I looked at Laura. This opera was her sentimental favorite. She could recite much of da Ponte’s libretto by heart in Italian, knew the machinations, the timing, the quicksilver entrances and exits, the hide-and-seek. She was sitting forward, listening intently, eyes glued to the stage, anticipating, like someone about to open a present, the parting of the gold curtains.
Then it happened. The curtains parted. I looked from Laura to the stage. Time became something else, became music and story: A partly furnished room, with an easy chair in the center. Figaro with a measure in his hand, Susanna at the mirror, trying on a hat decorated with flowers. Figaro calling out numbers: five … ten … twenty … thirty … thirty-six … forty-three. Susanna saying no, the room won’t do, not for a wedding bed, not with the Count next door waiting to pounce. Figaro singing his plan to foil the Count…. Oh, it was farce, it was tragedy. The costumes and disguises, the misguided messages, the chronic lack of seeing, the voices calling to one another, the misunderstandings and false recognitions, the broken hearts that certainly will mend. The foolish Count wishes his wife were somebody else.

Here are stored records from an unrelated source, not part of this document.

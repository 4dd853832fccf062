use axum::{
    extract::multipart::{MultipartError, MultipartRejection},
    http::StatusCode,
    response::{IntoResponse, Response},
    Json,
};
use tracing::error;

use crate::application::dto::ErrorResponse;
use crate::domain::errors::DomainError;

/// Every failure on the detection route is a server error, except bodies over
/// the upload limit, which keep the framework's 413.
#[derive(Debug)]
pub struct ApiError {
    status: StatusCode,
    message: String,
}

impl ApiError {
    pub fn internal(message: impl Into<String>) -> Self {
        Self { status: StatusCode::INTERNAL_SERVER_ERROR, message: message.into() }
    }

    fn keep_payload_too_large(status: StatusCode, message: String) -> Self {
        if status == StatusCode::PAYLOAD_TOO_LARGE {
            Self { status, message }
        } else {
            Self::internal(message)
        }
    }
}

impl From<DomainError> for ApiError {
    fn from(e: DomainError) -> Self {
        Self::internal(e.to_string())
    }
}

impl From<MultipartError> for ApiError {
    fn from(e: MultipartError) -> Self {
        Self::keep_payload_too_large(e.status(), format!("multipart: {}", e.body_text()))
    }
}

impl From<MultipartRejection> for ApiError {
    fn from(e: MultipartRejection) -> Self {
        Self::keep_payload_too_large(e.status(), format!("multipart: {}", e.body_text()))
    }
}

impl IntoResponse for ApiError {
    fn into_response(self) -> Response {
        error!(status = self.status.as_u16(), "detect failed: {}", self.message);
        (self.status, Json(ErrorResponse { error: self.message })).into_response()
    }
}
use std::collections::BTreeMap;
use tracing::warn;

/// COCO class names (80 classes), the table YOLOv8 checkpoints ship with.
pub const COCO_CLASSES: &[&str] = &[
    "person", "bicycle", "car", "motorcycle", "airplane", "bus", "train", "truck",
    "boat", "traffic light", "fire hydrant", "stop sign", "parking meter", "bench",
    "bird", "cat", "dog", "horse", "sheep", "cow", "elephant", "bear", "zebra",
    "giraffe", "backpack", "umbrella", "handbag", "tie", "suitcase", "frisbee",
    "skis", "snowboard", "sports ball", "kite", "baseball bat", "baseball glove",
    "skateboard", "surfboard", "tennis racket", "bottle", "wine glass", "cup",
    "fork", "knife", "spoon", "bowl", "banana", "apple", "sandwich", "orange",
    "broccoli", "carrot", "hot dog", "pizza", "donut", "cake", "chair", "couch",
    "potted plant", "bed", "dining table", "toilet", "tv", "laptop", "mouse",
    "remote", "keyboard", "cell phone", "microwave", "oven", "toaster", "sink",
    "refrigerator", "book", "clock", "vase", "scissors", "teddy bear", "hair drier",
    "toothbrush",
];

pub fn coco_labels() -> Vec<String> {
    COCO_CLASSES.iter().map(|s| s.to_string()).collect()
}

/// Class table for a model: its own `names` metadata when readable, COCO otherwise.
pub fn labels_from_metadata(raw: Option<&str>, model_name: &str) -> Vec<String> {
    match raw {
        Some(raw) => parse_names_metadata(raw).unwrap_or_else(|| {
            warn!("Unreadable 'names' metadata in {}, using COCO classes", model_name);
            coco_labels()
        }),
        None => coco_labels(),
    }
}

/// Parses the `names` metadata entry written by the YOLO exporter, a Python
/// dict literal such as `{0: 'person', 1: 'bicycle'}`.
///
/// Returns `None` unless the keys are exactly `0..n`.
pub fn parse_names_metadata(raw: &str) -> Option<Vec<String>> {
    let body = raw.trim().strip_prefix('{')?.strip_suffix('}')?;
    let mut chars = body.chars().peekable();
    let mut names = BTreeMap::new();

    loop {
        while chars.next_if(|c| c.is_whitespace()).is_some() {}
        if chars.peek().is_none() {
            break;
        }

        let mut key = String::new();
        while let Some(d) = chars.next_if(|c| c.is_ascii_digit()) {
            key.push(d);
        }
        let key: usize = key.parse().ok()?;

        while chars.next_if(|c| c.is_whitespace()).is_some() {}
        if chars.next()? != ':' {
            return None;
        }
        while chars.next_if(|c| c.is_whitespace()).is_some() {}

        let quote = chars.next()?;
        if quote != '\'' && quote != '"' {
            return None;
        }
        let mut value = String::new();
        loop {
            match chars.next()? {
                c if c == quote => break,
                c => value.push(c),
            }
        }
        names.insert(key, value);

        while chars.next_if(|c| c.is_whitespace()).is_some() {}
        match chars.next() {
            Some(',') => continue,
            None => break,
            Some(_) => return None,
        }
    }

    if names.is_empty() || names.keys().enumerate().any(|(i, &k)| i != k) {
        return None;
    }
    Some(names.into_values().collect())
}

#[cfg(test)]
mod tests {
    use super::*;

    #[test]
    fn coco_table() {
        assert_eq!(COCO_CLASSES.len(), 80);
        assert_eq!(COCO_CLASSES[0], "person");
        assert_eq!(COCO_CLASSES[67], "cell phone");
    }

    #[test]
    fn parses_exporter_dict() {
        let names = parse_names_metadata("{0: 'person', 1: 'bicycle', 2: \"hot dog\"}").unwrap();
        assert_eq!(names, ["person", "bicycle", "hot dog"]);
    }

    #[test]
    fn tolerates_trailing_comma_and_commas_in_names() {
        let names = parse_names_metadata("{0: 'a, b', 1: 'c',}").unwrap();
        assert_eq!(names, ["a, b", "c"]);
    }

    #[test]
    fn metadata_names_win_over_coco() {
        let labels = labels_from_metadata(Some("{0: 'pallet', 1: 'forklift'}"), "warehouse");
        assert_eq!(labels, ["pallet", "forklift"]);
    }

    #[test]
    fn falls_back_to_coco() {
        assert_eq!(labels_from_metadata(None, "yolov8n").len(), 80);
        let labels = labels_from_metadata(Some("not a dict"), "yolov8n");
        assert_eq!(labels, coco_labels());
    }

    #[test]
    fn rejects_gaps_and_garbage() {
        assert!(parse_names_metadata("{0: 'a', 2: 'c'}").is_none());
        assert!(parse_names_metadata("{}").is_none());
        assert!(parse_names_metadata("['a', 'b']").is_none());
        assert!(parse_names_metadata("{0: 'unterminated}").is_none());
        assert!(parse_names_metadata("{x: 'a'}").is_none());
    }
}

Then my mind went off it, tumbled off it like a boy off a bicycle. I lost the music and the story. As though my ears suddenly went deaf and my eyes, blinded by the light of the stage, turned inward to where my deepest and most impermeable thoughts resided, and soon were seeing only what was imagined there. And what was imagined there was not these characters in costume. It was not my wife, whom I loved, sittin
g beside me and mouthing the words.
Claire’s here, I thought. She’s here, somewhere close, sitting in this same darkness.
three
I GOT TO MY FEET as the houselights were rising for intermission. There was still scattered applause as I reached for my overcoat on the back of the seat. Laura looked inquiringly at me, and I murmured that I wasn’t feeling well. My chest felt uncomfortably tight, my face hot. Cold fresh air was what I needed, some atmospheric jolt that would knock every last memory and feeling out of my head.
Then Laura offered, “I’ll come with you,” and reached for her coat too.
Through the buzzing crowd I slowly navigated my way up the aisle, Laura following. We reached the already jammed passageway and I was forging across the flow of traffic toward the staircase when I heard Laura calling me. I looked back and beyond the moving net of people saw her standing beside a trim well-dressed man in his fifties. She motioned for me to come over.
“You remember Colin Weeks,” she said as I joined them.
I looked at the man.
“It was Colin who took the gamble and hired me all those years ago,” Laura said.
“Hardly a gamble,” Weeks commented pleasantly to me. “And it couldn’t have been that long ago—Laura still looks twenty-five. Hello Julian, Colin Weeks. I think we met last year at Amanda Baird’s.”
I had no recollection of him. His hand had come out and I shook it. Then he politely asked how I was enjoying the production. A question to which I responded with an answer so terse and beside the point that it was followed by an awkward social pause, a pocket of dead air, which Laura tried to fill by observing that she thought Barbara Bonney’s voice more than equal to the hall. To which Weeks thoughtfully replied that Bonney possessed a beautiful vocal instrument, there could be no doubt about that, but as for its capaciousness for opera, in his mind the jury was still out.